Image of April White under water

Editorial Assistant Douglas Walbourne-Gough interviewed April White about her illustrations of garbage that accompany Anna Swanson's poetry in their collaborative project, The Garbage Poems. April White's illustration, "A hum at the edge," will be paired with Anna Swanson’s poem, “Portals,” in the upcoming special 75th anniversary issue of The Fiddlehead that will be published in the spring. 

 


Douglas Walbourne-Gough: I love the childhood memories immediately conjured by the image of the Sunlight dish soap bottle—I was amazed that a bottle of soap smelled like lemons! What, if anything, drew you to the Sunlight bottle in particular? Counter to my nostalgic associations, what's it like to encounter such a (possibly iconic) object out of its domestic context, i.e. floating in a favourite swimming hole instead of in one's home?

April White: The Sunlight soap bottle was an item of garbage that Anna [Swanson] found during her garbage collection/research at a particular swimming spot in Flat Rock, Newfoundland.
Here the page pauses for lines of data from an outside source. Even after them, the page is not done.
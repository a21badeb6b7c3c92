//! Channel names and the channel-access gate.
//!
//! Channel names are parsed into structure before any authorization
//! decision. An `admin-{id}` channel only matches when the entire suffix is
//! the owner's numeric id; `admin-123extra` is not a channel of user 123,
//! it is not a channel at all.

use serde::Serialize;

use freightline_core::{Role, UserId};

use crate::models::CurrentUser;

/// A parsed channel name.
#[derive(Debug, Clone, PartialEq, Eq)]
pub enum ChannelName {
    /// `presence-*`: shared operations channel, subscriber identities
    /// visible to all members. Admin only.
    Presence(String),
    /// `admin-{userId}`: per-customer support channel, owner only.
    Admin(UserId),
}

impl ChannelName {
    /// Parse a raw channel name into one of the two supported shapes.
    ///
    /// Returns `None` for anything else, including an `admin-` name whose
    /// suffix is not entirely a positive integer.
    #[must_use]
    pub fn parse(raw: &str) -> Option<Self> {
        if let Some(rest) = raw.strip_prefix("presence-") {
            if rest.is_empty() {
                return None;
            }
            return Some(Self::Presence(raw.to_owned()));
        }

        if let Some(suffix) = raw.strip_prefix("admin-") {
            // Reject sign characters up front: "admin--1" and "admin-+1"
            // are malformed names, not negative ids.
            if suffix.is_empty() || !suffix.bytes().all(|b| b.is_ascii_digit()) {
                return None;
            }
            let id = suffix.parse::<i32>().ok()?;
            return Some(Self::Admin(UserId::new(id)));
        }

        None
    }
}

impl std::fmt::Display for ChannelName {
    fn fmt(&self, f: &mut std::fmt::Formatter<'_>) -> std::fmt::Result {
        match self {
            Self::Presence(name) => f.write_str(name),
            Self::Admin(id) => write!(f, "admin-{id}"),
        }
    }
}

/// Metadata bound into a presence-channel token.
///
/// The provider relays `user_info` to every other subscriber on the channel.
#[derive(Debug, Clone, PartialEq, Eq, Serialize)]
pub struct PresenceData {
    pub user_id: String,
    pub user_info: PresenceUserInfo,
}

/// Identity shown to other presence-channel subscribers.
#[derive(Debug, Clone, PartialEq, Eq, Serialize)]
pub struct PresenceUserInfo {
    pub name: String,
    pub email: String,
    pub role: Role,
}

impl PresenceData {
    fn for_user(user: &CurrentUser) -> Self {
        Self {
            user_id: user.id.to_string(),
            user_info: PresenceUserInfo {
                name: user.display_name().to_owned(),
                email: user.email.to_string(),
                role: user.role,
            },
        }
    }
}

/// A positive gate decision: the channel plus any presence metadata to bind.
#[derive(Debug, Clone, PartialEq, Eq)]
pub struct ChannelGrant {
    pub channel: ChannelName,
    pub presence: Option<PresenceData>,
}

/// A negative gate decision.
#[derive(Debug, Clone, Copy, PartialEq, Eq)]
pub enum GateDenied {
    /// No session at all (401).
    Unauthenticated,
    /// Authenticated, but the channel is not theirs to join (403).
    Forbidden,
}

impl std::fmt::Display for GateDenied {
    fn fmt(&self, f: &mut std::fmt::Formatter<'_>) -> std::fmt::Result {
        match self {
            Self::Unauthenticated => f.write_str("not authenticated"),
            Self::Forbidden => f.write_str("channel access denied"),
        }
    }
}

/// Decide whether `session` may join `channel_name`.
///
/// Pure function over the parsed channel shape and the session:
/// - no session: denied, regardless of channel
/// - `presence-*`: admin role required; grant carries presence metadata
/// - `admin-{id}`: the session's own id must equal `{id}` exactly
/// - unrecognized names: denied
///
/// # Errors
///
/// Returns `GateDenied` describing which of 401/403 applies.
pub fn authorize(
    channel_name: &str,
    session: Option<&CurrentUser>,
) -> Result<ChannelGrant, GateDenied> {
    let user = session.ok_or(GateDenied::Unauthenticated)?;

    let Some(channel) = ChannelName::parse(channel_name) else {
        return Err(GateDenied::Forbidden);
    };

    match &channel {
        ChannelName::Presence(_) => {
            if user.role != Role::Admin {
                return Err(GateDenied::Forbidden);
            }
            let presence = PresenceData::for_user(user);
            Ok(ChannelGrant {
                channel,
                presence: Some(presence),
            })
        }
        ChannelName::Admin(owner_id) => {
            if *owner_id != user.id {
                return Err(GateDenied::Forbidden);
            }
            Ok(ChannelGrant {
                channel,
                presence: None,
            })
        }
    }
}

#[cfg(test)]
#[allow(clippy::unwrap_used)]
mod tests {
    use super::*;
    use freightline_core::Email;

    fn user(id: i32, role: Role, name: Option<&str>) -> CurrentUser {
        CurrentUser {
            id: UserId::new(id),
            email: Email::parse("someone@freightline.dev").unwrap(),
            name: name.map(String::from),
            role,
        }
    }

    #[test]
    fn test_parse_presence() {
        assert_eq!(
            ChannelName::parse("presence-ops"),
            Some(ChannelName::Presence("presence-ops".to_owned()))
        );
        assert_eq!(ChannelName::parse("presence-"), None);
    }

    #[test]
    fn test_parse_admin_full_integer_only() {
        assert_eq!(
            ChannelName::parse("admin-123"),
            Some(ChannelName::Admin(UserId::new(123)))
        );
        // Trailing garbage never matches a shorter id
        assert_eq!(ChannelName::parse("admin-123extra"), None);
        assert_eq!(ChannelName::parse("admin-"), None);
        assert_eq!(ChannelName::parse("admin--1"), None);
        assert_eq!(ChannelName::parse("admin-+1"), None);
    }

    #[test]
    fn test_parse_rejects_other_shapes() {
        assert_eq!(ChannelName::parse("private-ops"), None);
        assert_eq!(ChannelName::parse("ops"), None);
        assert_eq!(ChannelName::parse(""), None);
    }

    #[test]
    fn test_no_session_is_unauthenticated_for_any_channel() {
        for name in ["presence-ops", "admin-1", "garbage"] {
            assert_eq!(authorize(name, None), Err(GateDenied::Unauthenticated));
        }
    }

    #[test]
    fn test_presence_requires_admin_role() {
        let customer = user(5, Role::Customer, Some("Cass"));
        assert_eq!(
            authorize("presence-ops", Some(&customer)),
            Err(GateDenied::Forbidden)
        );

        let admin = user(5, Role::Admin, Some("Avery"));
        let grant = authorize("presence-ops", Some(&admin)).unwrap();
        assert!(grant.presence.is_some());
    }

    #[test]
    fn test_presence_metadata_carries_identity() {
        let admin = user(9, Role::Admin, Some("Avery"));
        let grant = authorize("presence-ops", Some(&admin)).unwrap();
        let presence = grant.presence.unwrap();
        assert_eq!(presence.user_id, "9");
        assert_eq!(presence.user_info.name, "Avery");
        assert_eq!(presence.user_info.email, "someone@freightline.dev");
        assert_eq!(presence.user_info.role, Role::Admin);
    }

    #[test]
    fn test_presence_name_falls_back_to_agent() {
        let unnamed = user(9, Role::Admin, None);
        let grant = authorize("presence-ops", Some(&unnamed)).unwrap();
        assert_eq!(grant.presence.unwrap().user_info.name, "Agent");

        let empty = user(9, Role::Admin, Some(""));
        let grant = authorize("presence-ops", Some(&empty)).unwrap();
        assert_eq!(grant.presence.unwrap().user_info.name, "Agent");
    }

    #[test]
    fn test_admin_channel_owner_only() {
        let owner = user(123, Role::Customer, None);
        let grant = authorize("admin-123", Some(&owner)).unwrap();
        assert_eq!(grant.channel, ChannelName::Admin(UserId::new(123)));
        assert!(grant.presence.is_none());

        // Someone else's channel
        assert_eq!(
            authorize("admin-124", Some(&owner)),
            Err(GateDenied::Forbidden)
        );
        // Admin role does not override ownership
        let admin = user(7, Role::Admin, None);
        assert_eq!(
            authorize("admin-123", Some(&admin)),
            Err(GateDenied::Forbidden)
        );
    }

    #[test]
    fn test_admin_channel_suffix_must_match_entirely() {
        let owner = user(123, Role::Customer, None);
        assert_eq!(
            authorize("admin-123extra", Some(&owner)),
            Err(GateDenied::Forbidden)
        );
    }

    #[test]
    fn test_unrecognized_channel_is_forbidden() {
        let admin = user(1, Role::Admin, None);
        assert_eq!(
            authorize("private-whatever", Some(&admin)),
            Err(GateDenied::Forbidden)
        );
    }
}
At first she did not know why she was finding dish soap bottles at this swimming hole, but then asked another swimmer who answered that, at waterfall locations like this one, people add soap to the water to generate many bubbles as water crashes down from one pool to another. It’s kind of horrendous for the environment, but also this spectacle that people like to create for themselves, I guess. So that’s how Sunlight got introduced into our range of imagery for The Garbage Poems. More specifically, we paired it with Anna’s poem Portals because of metaphors we found within the poem that could link to the Sunlight bottle. When making this particular image of the Sunlight bottle, I was thinking about doorways and shadows. How shadows cast by sunlight can be like other worlds you can enter into. But I also thought about the visuals of bubbles humming at the edge of a waterfall or at the edge of a sci-fi portal—hence the title of the image, A hum at the edge, which is taken directly from a line in Portals.

DWG: The image comes from the collaboration between Anna Swanson and yourself, The Garbage Poems. Can you speak a little to the other images that emerged from your collaboration with Anna Swanson? Is there any particular image (or images) that are your favourite?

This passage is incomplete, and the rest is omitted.